(Data entries)
=======

//! Reader for the block-structured SAS translator output
//!
//! Recognised blocks: `begin_variable`, `begin_operator`, `begin_state`,
//! `begin_goal` and `begin_mutex_group`. Everything outside a block (version,
//! metric, counts, axioms) is skipped.

use super::action::{Action, ActionName, ValueChange};
use super::model::Model;
use super::state::{State, Value, Variable};
use crate::error::{FondError, FondResult};
use anyhow::{Context, Result};
use std::path::Path;
use tracing::debug;

/// Load and parse a SAS file
pub fn load_sas<P: AsRef<Path>>(path: P) -> Result<Model> {
    let content = std::fs::read_to_string(&path)
        .with_context(|| format!("Failed to read SAS file: {}", path.as_ref().display()))?;

    let model = parse_sas(&content)
        .with_context(|| format!("Failed to parse SAS file: {}", path.as_ref().display()))?;

    debug!(
        variables = model.variables().len(),
        actions = model.action_count(),
        "parsed SAS model"
    );
    Ok(model)
}

/// Parse SAS text into a model
pub fn parse_sas(content: &str) -> FondResult<Model> {
    let mut cursor = Cursor::new(content);
    let mut variables = Vec::new();
    let mut operators = Vec::new();
    let mut initial: Option<(usize, Vec<usize>)> = None;
    let mut goal = Vec::new();
    let mut mutexes = Vec::new();

    while let Some((line_no, line)) = cursor.next() {
        match line {
            "begin_variable" => variables.push(parse_variable(&mut cursor)?),
            "begin_operator" => operators.push(parse_operator(&mut cursor)?),
            "begin_state" => initial = Some((line_no, parse_initial(&mut cursor)?)),
            "begin_goal" => goal = parse_pairs(&mut cursor, "end_goal")?,
            "begin_mutex_group" => mutexes.push(parse_pairs(&mut cursor, "end_mutex_group")?),
            _ => {}
        }
    }

    let domain_sizes: Vec<usize> = variables.iter().map(Variable::domain_size).collect();
    let num_variables = variables.len();

    let (state_line, values) =
        initial.ok_or_else(|| FondError::parse(cursor.last_line(), "missing begin_state block"))?;
    if values.len() != num_variables {
        return Err(FondError::parse(
            state_line,
            format!(
                "initial state has {} values but there are {} variables",
                values.len(),
                num_variables
            ),
        ));
    }
    for (var, &value) in values.iter().enumerate() {
        check_value(&domain_sizes, state_line, var, value)?;
    }
    let initial = State::from_indices(&values);

    let goal = to_state(&domain_sizes, &goal)?;
    let mutexes = mutexes
        .iter()
        .map(|pairs| to_state(&domain_sizes, pairs))
        .collect::<FondResult<Vec<_>>>()?;

    let mut actions = Vec::with_capacity(operators.len());
    for op in operators {
        actions.push(op.build(&domain_sizes)?);
    }

    Ok(Model::new(variables, initial, goal, mutexes, actions))
}

/// A `(line, var, value)` triple read from a sparse block
type Pair = (usize, usize, usize);

/// Operator block before it is checked against the variables
struct RawOperator {
    line: usize,
    name: ActionName,
    prevail: Vec<Pair>,
    changes: Vec<(usize, usize, i64, usize)>,
    cost: u32,
}

impl RawOperator {
    fn build(self, domain_sizes: &[usize]) -> FondResult<Action> {
        let mut precondition = State::undefined(domain_sizes.len());
        for &(line, var, value) in &self.prevail {
            check_value(domain_sizes, line, var, value)?;
            precondition.set(var, Value::Defined(value));
        }

        let mut changes = Vec::with_capacity(self.changes.len());
        for &(line, var, prev, next) in &self.changes {
            check_value(domain_sizes, line, var, next)?;
            let prev = Value::from_raw(prev)
                .ok_or_else(|| FondError::parse(line, format!("invalid previous value {}", prev)))?;
            if let Value::Defined(p) = prev {
                check_value(domain_sizes, line, var, p)?;
            }
            changes.push(ValueChange { var, prev, next });
        }

        if changes.is_empty() {
            debug!(line = self.line, name = %self.name.name, "operator without effects");
        }
        Ok(Action::new(self.name, precondition, &changes, self.cost, domain_sizes))
    }
}

fn parse_variable(cursor: &mut Cursor<'_>) -> FondResult<Variable> {
    let (_, name) = cursor.line("variable name")?;
    let name = name.to_string();
    let _axiom_layer = cursor.int("axiom layer")?;
    let size = cursor.count("domain size")?;
    let mut domain = Vec::with_capacity(size);
    for _ in 0..size {
        let (_, label) = cursor.line("domain value")?;
        domain.push(label.to_string());
    }
    cursor.end("end_variable")?;
    Ok(Variable::new(name, domain))
}

fn parse_operator(cursor: &mut Cursor<'_>) -> FondResult<RawOperator> {
    let (line, header) = cursor.line("operator name")?;
    let name = ActionName::parse(header)
        .ok_or_else(|| FondError::parse(line, "empty operator name"))?;

    let num_prevail = cursor.count("precondition count")?;
    let mut prevail = Vec::with_capacity(num_prevail);
    for _ in 0..num_prevail {
        let (line, ints) = cursor.ints("precondition", 2)?;
        prevail.push((line, to_index(line, ints[0])?, to_index(line, ints[1])?));
    }

    let num_effects = cursor.count("effect count")?;
    let mut changes = Vec::with_capacity(num_effects);
    for _ in 0..num_effects {
        let (line, ints) = cursor.ints("effect", 4)?;
        if ints[0] != 0 {
            return Err(FondError::parse(line, "conditional effects are not supported"));
        }
        changes.push((line, to_index(line, ints[1])?, ints[2], to_index(line, ints[3])?));
    }

    let cost = cursor.int("operator cost")?;
    let cost = u32::try_from(cost)
        .map_err(|_| FondError::parse(cursor.last_line(), format!("invalid cost {}", cost)))?;
    cursor.end("end_operator")?;

    Ok(RawOperator {
        line,
        name,
        prevail,
        changes,
        cost,
    })
}

fn parse_initial(cursor: &mut Cursor<'_>) -> FondResult<Vec<usize>> {
    let mut values = Vec::new();
    loop {
        let (line, text) = cursor.line("initial state value or end_state")?;
        if text == "end_state" {
            return Ok(values);
        }
        values.push(to_index(line, parse_int(line, text)?)?);
    }
}

fn parse_pairs(cursor: &mut Cursor<'_>, end: &str) -> FondResult<Vec<Pair>> {
    let count = cursor.count("pair count")?;
    let mut pairs = Vec::with_capacity(count);
    for _ in 0..count {
        let (line, ints) = cursor.ints("variable/value pair", 2)?;
        pairs.push((line, to_index(line, ints[0])?, to_index(line, ints[1])?));
    }
    cursor.end(end)?;
    Ok(pairs)
}

fn to_state(domain_sizes: &[usize], pairs: &[Pair]) -> FondResult<State> {
    let mut state = State::undefined(domain_sizes.len());
    for &(line, var, value) in pairs {
        check_value(domain_sizes, line, var, value)?;
        state.set(var, Value::Defined(value));
    }
    Ok(state)
}

fn check_value(domain_sizes: &[usize], line: usize, var: usize, value: usize) -> FondResult<()> {
    match domain_sizes.get(var) {
        None => Err(FondError::parse(
            line,
            format!("variable {} out of range ({} variables)", var, domain_sizes.len()),
        )),
        Some(&size) if value >= size => Err(FondError::parse(
            line,
            format!("value {} out of range for variable {} (domain size {})", value, var, size),
        )),
        Some(_) => Ok(()),
    }
}

fn parse_int(line: usize, text: &str) -> FondResult<i64> {
    text.parse::<i64>()
        .map_err(|_| FondError::parse(line, format!("expected integer, found `{}`", text)))
}

fn to_index(line: usize, value: i64) -> FondResult<usize> {
    usize::try_from(value)
        .map_err(|_| FondError::parse(line, format!("expected non-negative integer, found {}", value)))
}

/// Line cursor with 1-based line numbers; blank lines are skipped
struct Cursor<'a> {
    lines: Vec<(usize, &'a str)>,
    pos: usize,
}

impl<'a> Cursor<'a> {
    fn new(content: &'a str) -> Self {
        let lines = content
            .lines()
            .enumerate()
            .map(|(i, l)| (i + 1, l.trim()))
            .filter(|(_, l)| !l.is_empty())
            .collect();
        Self { lines, pos: 0 }
    }

    fn next(&mut self) -> Option<(usize, &'a str)> {
        let item = self.lines.get(self.pos).copied();
        if item.is_some() {
            self.pos += 1;
        }
        item
    }

    /// Line number of the last line consumed, or of the end of input
    fn last_line(&self) -> usize {
        match self.pos.checked_sub(1).and_then(|p| self.lines.get(p)) {
            Some((line, _)) => *line,
            None => self.lines.last().map(|(l, _)| *l).unwrap_or(0),
        }
    }

    fn line(&mut self, what: &str) -> FondResult<(usize, &'a str)> {
        let last = self.last_line();
        self.next()
            .ok_or_else(|| FondError::parse(last, format!("unexpected end of input, expected {}", what)))
    }

    fn int(&mut self, what: &str) -> FondResult<i64> {
        let (line, text) = self.line(what)?;
        parse_int(line, text)
    }

    fn count(&mut self, what: &str) -> FondResult<usize> {
        let (line, text) = self.line(what)?;
        to_index(line, parse_int(line, text)?)
    }

    /// Read one line of at least `n` whitespace-separated integers
    fn ints(&mut self, what: &str, n: usize) -> FondResult<(usize, Vec<i64>)> {
        let (line, text) = self.line(what)?;
        let ints = text
            .split_whitespace()
            .map(|t| parse_int(line, t))
            .collect::<FondResult<Vec<_>>>()?;
        if ints.len() < n {
            return Err(FondError::parse(
                line,
                format!("expected {} integers for {}, found {}", n, what, ints.len()),
            ));
        }
        Ok((line, ints))
    }

    fn end(&mut self, tag: &str) -> FondResult<()> {
        let (line, text) = self.line(tag)?;
        if text == tag {
            Ok(())
        } else {
            Err(FondError::parse(line, format!("expected `{}`, found `{}`", tag, text)))
        }
    }
}

#[cfg(test)]
pub(crate) mod tests {
    use super::*;

    /// Two variables; `move` either reaches the goal or stays, `fix` is deterministic
    pub(crate) const SMALL_SAS: &str = "begin_version
3
end_version
begin_metric
0
end_metric
2
begin_variable
var0
-1
2
Atom at(l2)
NegatedAtom at(l2)
end_variable
begin_variable
var1
-1
2
Atom broken()
NegatedAtom broken()
end_variable
1
begin_mutex_group
2
0 0
1 0
end_mutex_group
begin_state
1
1
end_state
begin_goal
1
0 0
end_goal
3
begin_operator
move_DETDUP_0 l1 l2
1
1 1
1
0 0 1 0
1
end_operator
begin_operator
move_DETDUP_1 l1 l2
1
1 1
1
0 1 -1 0
1
end_operator
begin_operator
fix
0
1
0 1 0 1
1
end_operator
0
";

    #[test]
    fn test_parse_small_problem() {
        let model = parse_sas(SMALL_SAS).unwrap();
        assert_eq!(model.variables().len(), 2);
        assert_eq!(model.variables()[0].domain, vec!["Atom at(l2)", "NegatedAtom at(l2)"]);
        assert_eq!(model.initial(), &State::from_indices(&[1, 1]));
        assert_eq!(model.goal(), &State::from_pairs(2, &[(0, 0)]));
        assert_eq!(model.mutexes().len(), 1);
        assert_eq!(model.mutexes()[0].defined_count(), 2);
        assert_eq!(model.action_count(), 3);
        assert_eq!(model.outcomes("move(l1,l2)").unwrap().len(), 2);
        assert_eq!(model.outcomes("fix()").unwrap().len(), 1);
    }

    #[test]
    fn test_effect_precondition_is_lifted() {
        let model = parse_sas(SMALL_SAS).unwrap();
        let first = model.action("move_DETDUP_0(l1,l2)").unwrap();
        // prevail 1=1 plus lifted 0=1 from the effect's previous value
        assert_eq!(first.precondition(), &State::from_indices(&[1, 1]));

        let second = model.action("move_DETDUP_1(l1,l2)").unwrap();
        assert_eq!(second.precondition(), &State::from_pairs(2, &[(1, 1)]));
        assert_eq!(second.effects()[0], State::from_pairs(2, &[(1, 0)]));
    }

    #[test]
    fn test_unparsable_number() {
        let broken = SMALL_SAS.replace("begin_state\n1\n1", "begin_state\n1\nx");
        match parse_sas(&broken) {
            Err(FondError::Parse { message, .. }) => assert!(message.contains("`x`")),
            other => panic!("expected parse error, got {:?}", other.map(|_| ())),
        }
    }

    #[test]
    fn test_unterminated_block() {
        let broken = SMALL_SAS.replace("end_goal", "");
        assert!(matches!(parse_sas(&broken), Err(FondError::Parse { .. })));
    }

    #[test]
    fn test_value_out_of_range() {
        let broken = SMALL_SAS.replace("begin_goal\n1\n0 0", "begin_goal\n1\n0 5");
        match parse_sas(&broken) {
            Err(FondError::Parse { line, .. }) => assert_eq!(line, 34),
            other => panic!("expected parse error, got {:?}", other.map(|_| ())),
        }
    }

    #[test]
    fn test_load_sas_from_file() {
        let dir = tempfile::tempdir().unwrap();
        let path = dir.path().join("output.sas");
        std::fs::write(&path, SMALL_SAS).unwrap();
        let model = load_sas(&path).unwrap();
        assert_eq!(model.statistics().nondeterministic_operators, 1);
        assert!(load_sas(dir.path().join("missing.sas")).is_err());
    }
}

=======

### EXERCISE DETAILS:
Only the lines above starting at the one containing "pub fn load_sas<P: AsRef<Path>>(path: P)" and ending at the one containing "to parse SAS", both included, are to be returned, exactly as they read.

### SOLUTION TO THIS TASK:
pub fn load_sas<P: AsRef<Path>>(path: P) -> Result<Model> {
    let content = std::fs::read_to_string(&path)
        .with_context(|| format!("Failed to read SAS file: {}", path.as_ref().display()))?;

    let model = parse_sas(&content)
        .with_context(|| format!("Failed to parse SAS file: {}", path.as_ref().display()))?;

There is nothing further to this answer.